Réalisant qu’elle ne pourra pas échapper longtemps à tous ces seigneurs sanguins à ses trousses, Aliénor va repenser ce jeune Henri Plantagenet qu’elle avait tant apprécié à l’époque.
Moins d’un an plus tard en 1152 le mariage est célébré, Henri Plantagenet devient Henri II Roi d’Angleterre, et après avoir été Reine de France, Aliénor d’Aquitaine devient Reine d’Angleterre; rattachant au passage le puissant Duché d’Aquitaine au Royaume Anglais au grand désarroi des français.
Je vous laisse découvrir la suite, la belle va vivre encore une cinquantaine d’années (unique à l’époque ou l’espérance de vie est de trente ans) en régnant à la foi sur l’Angleterre et sur ses terres d’Aquitaine qu’elle va faire prospérer. Elle passera également le reste de sa vie à soutenir Richard son fils préféré, qui deviendra le célèbre roi Richard Cœur de Lion que l’on peut apercevoir, entres autres, dans Robin des Bois.

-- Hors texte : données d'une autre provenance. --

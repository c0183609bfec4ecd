use async_trait::async_trait;
use reqwest::Client;
use serde::Deserialize;
use serde_json::{json, Value};
use travel_types::settings::PlacesSettings;
use travel_types::{PlaceOfInterest, NO_ADDRESS, NO_BUSINESS_STATUS, NO_NAME};

use super::{optional_str, required_str, Tool};
use crate::http::join_base_path;

const TEXT_SEARCH_PATH: &str = "/maps/api/place/textsearch/json";

#[derive(Debug, Deserialize)]
struct TextSearchResponse {
    #[serde(default)]
    results: Vec<RawPlace>,
    #[serde(default)]
    status: String,
    #[serde(default)]
    error_message: Option<String>,
}

#[derive(Debug, Deserialize)]
struct RawPlace {
    name: Option<String>,
    formatted_address: Option<String>,
    business_status: Option<String>,
    opening_hours: Option<Value>,
    rating: Option<f64>,
    types: Option<Vec<String>>,
    user_ratings_total: Option<u64>,
}

impl From<RawPlace> for PlaceOfInterest {
    fn from(raw: RawPlace) -> Self {
        Self {
            name: raw.name.unwrap_or_else(|| NO_NAME.to_string()),
            description: raw
                .formatted_address
                .unwrap_or_else(|| NO_ADDRESS.to_string()),
            business_status: Some(
                raw.business_status
                    .unwrap_or_else(|| NO_BUSINESS_STATUS.to_string()),
            ),
            opening_hours: raw.opening_hours,
            rating: raw.rating,
            types: raw.types,
            user_ratings_total: raw.user_ratings_total,
        }
    }
}

pub(crate) fn build_query(city: &str, interests: Option<&str>) -> String {
    let mut query = format!("{city} points of interest");
    if let Some(interests) = interests {
        query.push(' ');
        query.push_str(interests);
    }
    query.trim().to_string()
}

pub(crate) struct PlacesClient {
    http_client: Client,
    base_url: String,
    api_key: String,
}

impl PlacesClient {
    pub(crate) fn new(http_client: Client, settings: &PlacesSettings, api_key: String) -> Self {
        Self {
            http_client,
            base_url: settings.base_url.clone(),
            api_key,
        }
    }

    /// Places matching the city and interests; empty on any upstream failure.
    pub(crate) async fn find(&self, city: &str, interests: Option<&str>) -> Vec<PlaceOfInterest> {
        tracing::info!("Finding places of interest in {city}...");
        let query = build_query(city, interests);
        match self.search(&query).await {
            Ok(places) => {
                for place in &places {
                    tracing::info!("Found: {} - {}", place.name, place.description);
                }
                tracing::info!("Found {} places of interest in {city}.", places.len());
                places
            }
            Err(err) => {
                tracing::error!("Google Places API error: {err:#}");
                Vec::new()
            }
        }
    }

    async fn search(&self, query: &str) -> anyhow::Result<Vec<PlaceOfInterest>> {
        let url = join_base_path(&self.base_url, TEXT_SEARCH_PATH)?;
        let response = self
            .http_client
            .get(&url)
            .query(&[("query", query), ("key", self.api_key.as_str())])
            .send()
            .await
            .and_then(|response| response.error_for_status())
            .map_err(|err| anyhow::anyhow!("request error: {}", err.without_url()))?;
        let body: TextSearchResponse = response
            .json()
            .await
            .map_err(|err| anyhow::anyhow!("invalid response: {}", err.without_url()))?;
        places_from_response(body)
    }
}

fn places_from_response(body: TextSearchResponse) -> anyhow::Result<Vec<PlaceOfInterest>> {
    match body.status.as_str() {
        "OK" | "ZERO_RESULTS" => Ok(body.results.into_iter().map(Into::into).collect()),
        status => match body.error_message {
            Some(message) => anyhow::bail!("{status} ({message})"),
            None => anyhow::bail!("{status}"),
        },
    }
}

pub(crate) struct FindPlacesOfInterest {
    client: PlacesClient,
}

impl FindPlacesOfInterest {
    pub(crate) fn new(client: PlacesClient) -> Self {
        Self { client }
    }
}

#[async_trait]
impl Tool for FindPlacesOfInterest {
    fn name(&self) -> &'static str {
        "find_places_of_interest"
    }

    fn description(&self) -> &'static str {
        "Find points of interest in a city, optionally narrowed by the traveller's interests."
    }

    fn parameters(&self) -> Value {
        json!({
            "type": "object",
            "properties": {
                "city": {"type": "string", "description": "Destination city name."},
                "weather": {
                    "type": ["string", "null"],
                    "description": "Short summary of the expected weather."
                },
                "interests": {
                    "type": ["string", "null"],
                    "description": "Extra search terms such as museums or parks."
                }
            },
            "required": ["city"],
            "additionalProperties": false,
        })
    }

    async fn invoke(&self, args: Value) -> anyhow::Result<Value> {
        let city = required_str(&args, "city")?;
        if let Some(weather) = optional_str(&args, "weather") {
            tracing::debug!("places lookup for {city} with weather hint: {weather}");
        }
        let interests = optional_str(&args, "interests");
        let places = self.client.find(&city, interests.as_deref()).await;
        Ok(serde_json::to_value(places)?)
    }
}

#[cfg(test)]
mod tests {
    use super::*;
    use crate::test_support::spawn_server;
    use axum::extract::Query;
    use axum::http::StatusCode;
    use axum::routing::get;
    use axum::{Json, Router};
    use std::collections::HashMap;

    fn client_for(base_url: String) -> PlacesClient {
        PlacesClient::new(
            Client::new(),
            &PlacesSettings { base_url },
            "g-key".to_string(),
        )
    }

    fn app_returning(body: Value) -> Router {
        Router::new().route(
            TEXT_SEARCH_PATH,
            get(move || {
                let body = body.clone();
                async move { Json(body) }
            }),
        )
    }

    #[test]
    fn query_appends_interests() {
        assert_eq!(build_query("Lisbon", None), "Lisbon points of interest");
        assert_eq!(
            build_query("Lisbon", Some("museums")),
            "Lisbon points of interest museums"
        );
    }

    #[test]
    fn missing_fields_fall_back_to_placeholders() {
        let raw: RawPlace = serde_json::from_value(json!({"rating": 4.2})).unwrap();
        let place = PlaceOfInterest::from(raw);
        assert_eq!(place.name, NO_NAME);
        assert_eq!(place.description, NO_ADDRESS);
        assert_eq!(place.business_status.as_deref(), Some(NO_BUSINESS_STATUS));
        assert_eq!(place.rating, Some(4.2));
        assert!(place.types.is_none());
    }

    #[test]
    fn zero_results_is_not_an_error() {
        let body: TextSearchResponse =
            serde_json::from_value(json!({"results": [], "status": "ZERO_RESULTS"})).unwrap();
        assert!(places_from_response(body).unwrap().is_empty());
    }

    #[tokio::test]
    async fn maps_text_search_results() {
        let app = Router::new().route(
            TEXT_SEARCH_PATH,
            get(|Query(params): Query<HashMap<String, String>>| async move {
                assert_eq!(params.get("key").map(String::as_str), Some("g-key"));
                assert_eq!(
                    params.get("query").map(String::as_str),
                    Some("Lisbon points of interest towers")
                );
                Json(json!({
                    "status": "OK",
                    "results": [{
                        "name": "Belém Tower",
                        "formatted_address": "Av. Brasília, Lisboa",
                        "business_status": "OPERATIONAL",
                        "opening_hours": {"open_now": true},
                        "rating": 4.6,
                        "types": ["tourist_attraction", "point_of_interest"],
                        "user_ratings_total": 90210,
                    }]
                }))
            }),
        );
        let base = spawn_server(app).await;
        let places = client_for(base).find("Lisbon", Some("towers")).await;
        assert_eq!(places.len(), 1);
        assert_eq!(places[0].name, "Belém Tower");
        assert_eq!(places[0].description, "Av. Brasília, Lisboa");
        assert_eq!(places[0].opening_hours, Some(json!({"open_now": true})));
        assert_eq!(places[0].user_ratings_total, Some(90210));
    }

    #[tokio::test]
    async fn denied_request_returns_empty_list() {
        let base = spawn_server(app_returning(json!({
            "results": [],
            "status": "REQUEST_DENIED",
            "error_message": "The provided API key is invalid."
        })))
        .await;
        assert!(client_for(base).find("Lisbon", None).await.is_empty());
    }

    #[tokio::test]
    async fn server_error_returns_empty_list() {
        let app = Router::new().route(
            TEXT_SEARCH_PATH,
            get(|| async { (StatusCode::INTERNAL_SERVER_ERROR, "boom") }),
        );
        let base = spawn_server(app).await;
        assert!(client_for(base).find("Lisbon", None).await.is_empty());
    }

    #[tokio::test]
    async fn unreachable_host_returns_empty_list() {
        let listener = tokio::net::TcpListener::bind("127.0.0.1:0").await.unwrap();
        let addr = listener.local_addr().unwrap();
        drop(listener);
        let places = client_for(format!("http://{addr}")).find("Lisbon", None).await;
        assert!(places.is_empty());
    }
}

Au passage, c’est bien l’hyper présence anglaise en Aquitaine qui va être une des causes majeures de la Guerre de Cent Ans quelques siècles plus tard, nous verrons cela plus tard.
Et voilà, j’ai enfin pu rendre visite à ce personnage romanesque si moderne. Si vous passez en pays de Loire, entre Saumur et Chinon, vous pouvez toujours faire un crochet et aller saluer Alienor d’Aquitaine dans sa dernière demeure, à l’abbaye de Fontevraud.
Comme vous le savez peut-être, en Mai nous célèbrerons les 150 ans de la semaine sanglante de la Commune de Paris dont nous avions parlé dans l’article précédent, et surtout les 200 ans de la disparition de Napoléon Bonaparte.
Il y aura certainement matière à écrire deux trois trucs.
Bonne fin de weekend
N.
2 commentaires
contenu formidable, merci pour nous montrer.
Hey very interesting blog!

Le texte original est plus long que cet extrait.